Le lagon est un monde qui bruisse d’une multitude de sons différents : un paysage sonore délicat qui se trouve de plus en plus perturbé par les activités humaines. Depuis quatre ans, Lana Minier travaille sur l’impact de cette pollution sonore sur les organismes vivants dans le lagon de Bora-Bora. La scientifique a présenté sa thèse à la mairie mardi 18 mars.
La chercheuse, formée aux sciences de l’ingénieur et plus particulièrement à l’acoustique, a d’abord constaté que le niveau sonore dans le lagon a bel et bien augmenté : 12 décibels en plus depuis 20 ans. En 2005, le bruit n’est pas encore mesuré dans les eaux de Bora-Bora, mais il l’est dans d’autres lagons du monde. Lana Minier se base sur ces chiffres pour établir des comparaisons.
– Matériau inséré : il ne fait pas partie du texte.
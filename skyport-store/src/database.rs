use sqlx::postgres::PgPoolOptions;
use sqlx::{Pool, Postgres};
use std::time::Duration;
use tracing::info;

#[derive(Clone)]
pub struct DbClient {
    pub pool: Pool<Postgres>,
}

impl DbClient {
    pub async fn new(connection_string: &str) -> Result<Self, sqlx::Error> {
        let pool = PgPoolOptions::new()
            .max_connections(5)
            .acquire_timeout(Duration::from_secs(3))
            .connect(connection_string)
            .await?;

        Ok(Self { pool })
    }

    /// Pool that connects on first use. Lets callers assemble the
    /// application without a reachable database.
    pub fn new_lazy(connection_string: &str) -> Result<Self, sqlx::Error> {
        let pool = PgPoolOptions::new()
            .max_connections(5)
            .acquire_timeout(Duration::from_secs(3))
            .connect_lazy(connection_string)?;

        Ok(Self { pool })
    }

    pub async fn migrate(&self) -> Result<(), sqlx::migrate::MigrateError> {
        info!("Running database migrations...");
        sqlx::migrate!("../migrations").run(&self.pool).await?;
        info!("Migrations completed successfully.");
        Ok(())
    }
}
use skyport_core::models::Route;
use skyport_core::DomainError;
use sqlx::PgPool;
use uuid::Uuid;

use crate::map_db_err;

/// Directed airport pairs. Listing resolves each endpoint to the name of the
/// airport's closest city; writes accept airport identifiers only.
pub struct RouteRepository {
    pool: PgPool,
}

#[derive(sqlx::FromRow)]
struct RouteRow {
    id: Uuid,
    source_id: Uuid,
    destination_id: Uuid,
    distance: i32,
}

impl From<RouteRow> for Route {
    fn from(r: RouteRow) -> Self {
        Route {
            id: r.id,
            source_id: r.source_id,
            destination_id: r.destination_id,
            distance: r.distance,
        }
    }
}

#[derive(Debug, Clone, sqlx::FromRow)]
pub struct RouteRecord {
    pub id: Uuid,
    pub distance: i32,
    pub source: String,
    pub destination: String,
}

const ROUTE_SELECT: &str = "SELECT r.id, r.distance, sc.name AS source, dc.name AS destination \
     FROM routes r \
     JOIN airports s ON r.source_id = s.id \
     JOIN cities sc ON s.closest_city_id = sc.id \
     JOIN airports d ON r.destination_id = d.id \
     JOIN cities dc ON d.closest_city_id = dc.id";

impl RouteRepository {
    pub fn new(pool: PgPool) -> Self {
        Self { pool }
    }

    pub async fn list_routes(
        &self,
        source_city: Option<&str>,
        destination_city: Option<&str>,
    ) -> Result<Vec<RouteRecord>, DomainError> {
        let mut qb = sqlx::QueryBuilder::<sqlx::Postgres>::new(ROUTE_SELECT);
        qb.push(" WHERE 1=1");
        if let Some(source_city) = source_city {
            qb.push(" AND sc.name ILIKE '%' || ").push_bind(source_city).push(" || '%'");
        }
        if let Some(destination_city) = destination_city {
            qb.push(" AND dc.name ILIKE '%' || ").push_bind(destination_city).push(" || '%'");
        }
        qb.push(" ORDER BY sc.name, dc.name");

        qb.build_query_as().fetch_all(&self.pool).await.map_err(map_db_err)
    }

    pub async fn get_route(&self, id: Uuid) -> Result<Option<RouteRecord>, DomainError> {
        let mut qb = sqlx::QueryBuilder::<sqlx::Postgres>::new(ROUTE_SELECT);
        qb.push(" WHERE r.id = ").push_bind(id);
        qb.build_query_as().fetch_optional(&self.pool).await.map_err(map_db_err)
    }

    pub async fn create_route(
        &self,
        source_id: Uuid,
        destination_id: Uuid,
        distance: i32,
    ) -> Result<Route, DomainError> {
        let row: RouteRow = sqlx::query_as(
            "INSERT INTO routes (source_id, destination_id, distance) VALUES ($1, $2, $3) \
             RETURNING id, source_id, destination_id, distance",
        )
        .bind(source_id)
        .bind(destination_id)
        .bind(distance)
        .fetch_one(&self.pool)
        .await
        .map_err(map_db_err)?;
        Ok(row.into())
    }

    pub async fn update_route(
        &self,
        id: Uuid,
        source_id: Uuid,
        destination_id: Uuid,
        distance: i32,
    ) -> Result<Option<Route>, DomainError> {
        let row: Option<RouteRow> = sqlx::query_as(
            "UPDATE routes SET source_id = $1, destination_id = $2, distance = $3 WHERE id = $4 \
             RETURNING id, source_id, destination_id, distance",
        )
        .bind(source_id)
        .bind(destination_id)
        .bind(distance)
        .bind(id)
        .fetch_optional(&self.pool)
        .await
        .map_err(map_db_err)?;
        Ok(row.map(Into::into))
    }

    pub async fn delete_route(&self, id: Uuid) -> Result<bool, DomainError> {
        let result = sqlx::query("DELETE FROM routes WHERE id = $1")
            .bind(id)
            .execute(&self.pool)
            .await
            .map_err(map_db_err)?;
        Ok(result.rows_affected() > 0)
    }
}
use chrono::{DateTime, Utc};
use serde::{Deserialize, Serialize};
use uuid::Uuid;

#[derive(Debug, Clone, Serialize, Deserialize)]
pub struct Country {
    pub id: Uuid,
    pub name: String,
}

#[derive(Debug, Clone, Serialize, Deserialize)]
pub struct City {
    pub id: Uuid,
    pub name: String,
    pub population: i32,
    pub country_id: Uuid,
}

#[derive(Debug, Clone, Serialize, Deserialize)]
pub struct AirplaneType {
    pub id: Uuid,
    pub name: String,
}

#[derive(Debug, Clone, Serialize, Deserialize)]
pub struct Airplane {
    pub id: Uuid,
    pub name: String,
    pub airplane_type_id: Uuid,
    pub rows: i32,
    pub seats_in_row: i32,
    pub image: Option<String>,
}

impl Airplane {
    pub fn capacity(&self) -> i32 {
        self.rows * self.seats_in_row
    }
}

#[derive(Debug, Clone, Serialize, Deserialize)]
pub struct Airport {
    pub id: Uuid,
    pub name: String,
    pub closest_city_id: Uuid,
}

/// Directional source -> destination pair. (A, B) and (B, A) are distinct
/// routes. Nothing stops source == destination today.
#[derive(Debug, Clone, Serialize, Deserialize)]
pub struct Route {
    pub id: Uuid,
    pub source_id: Uuid,
    pub destination_id: Uuid,
    pub distance: i32,
}

#[derive(Debug, Clone, Serialize, Deserialize)]
pub struct Crew {
    pub id: Uuid,
    pub first_name: String,
    pub last_name: String,
}

impl Crew {
    pub fn full_name(&self) -> String {
        format!("{} {}", self.first_name, self.last_name)
    }
}

#[derive(Debug, Clone, Serialize, Deserialize)]
pub struct Flight {
    pub id: Uuid,
    pub route_id: Uuid,
    pub airplane_id: Uuid,
    pub departure_time: DateTime<Utc>,
    pub arrival_time: DateTime<Utc>,
}

#[derive(Debug, Clone, Serialize, Deserialize)]
pub struct Order {
    pub id: Uuid,
    pub user_id: Uuid,
    pub created_at: DateTime<Utc>,
}

#[derive(Debug, Clone, Serialize, Deserialize)]
pub struct Ticket {
    pub id: Uuid,
    pub row: i32,
    pub seat: i32,
    pub flight_id: Uuid,
    pub order_id: Uuid,
}

#[cfg(test)]
mod tests {
    use super::*;

    #[test]
    fn capacity_is_rows_times_seats() {
        let plane = Airplane {
            id: Uuid::new_v4(),
            name: "test".to_string(),
            airplane_type_id: Uuid::new_v4(),
            rows: 10,
            seats_in_row: 10,
            image: None,
        };
        assert_eq!(plane.capacity(), 100);
    }

    #[test]
    fn crew_full_name_joins_first_and_last() {
        let crew = Crew {
            id: Uuid::new_v4(),
            first_name: "Amelia".to_string(),
            last_name: "Earhart".to_string(),
        };
        assert_eq!(crew.full_name(), "Amelia Earhart");
    }
}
De précédentes études sur les effets du bruit du trafic maritime sur les poissons ont montré qu’il constituait une source de perturbation majeure, ayant des effets sur l’anatomie, la physiologie et le comportement. "Cela augmente leur stress, ils ventilent beaucoup plus, leurs organes sonores et auditifs se modifient", résume Lana Minier, qui a ciblé ses recherches sur le comportement alimentaire de deux espèces de poissons : la demoiselle Dascyllus enamo ou ‘atoti, et le poisson chirurgien Acanthurus triostegus ou manini. Le résultat est sans appel : quand il y a trop de bateaux, ces espèces se nourrissent moins. Conséquence : ils grossissent, grandissent et se reproduisent moins. Bref, trop de bruits signifie moins de poissons.
Ces perturbations ont d’autres effets. Le changement de comportement du manini, un herbivore, a par exemple un impact sur son milieu quand il est dérangé par le bruit : "Il va manger moins d’algues. Ces dernières vont proliférer et cela peut empêcher le corail de se développer".
C’est grâce à des hydrophones plongés dans le lagon et la création d’un logiciel pensé spécialement pour traiter toutes les données enregistrées, que Lana Minier a pu faire ses mesures. Le programme "Coral Sound Explorer", développé en collaboration avec d’autres universitaires et spécialistes, est unique au monde. "On a utilisé l’intelligence artificielle, précise Lana Minier. Ce logiciel est une innovation. Il en existe d’autres pour les milieux océaniques ou d’eau douce, mais celui-ci est une première mondiale pour les récifs coralliens."
Pour pérenniser le système, trois bouées acoustiques devraient être installées dans le lagon. Leur rôle ? Enregistrer en continu le bruit au fond de l’eau et envoyer des alertes directement à la commune ou aux associations gestionnaires de la zone. La commune de Bora-Bora, qui a entrepris d’importantes réflexions sur la préservation de son lagon, a soutenu depuis le début les travaux de la doctorante. Lana Minier espère que d’autres collectivités, voire d’autres pays qui ont des lagons ou des plans d’eau à l’écosystème fragile à gérer suivront.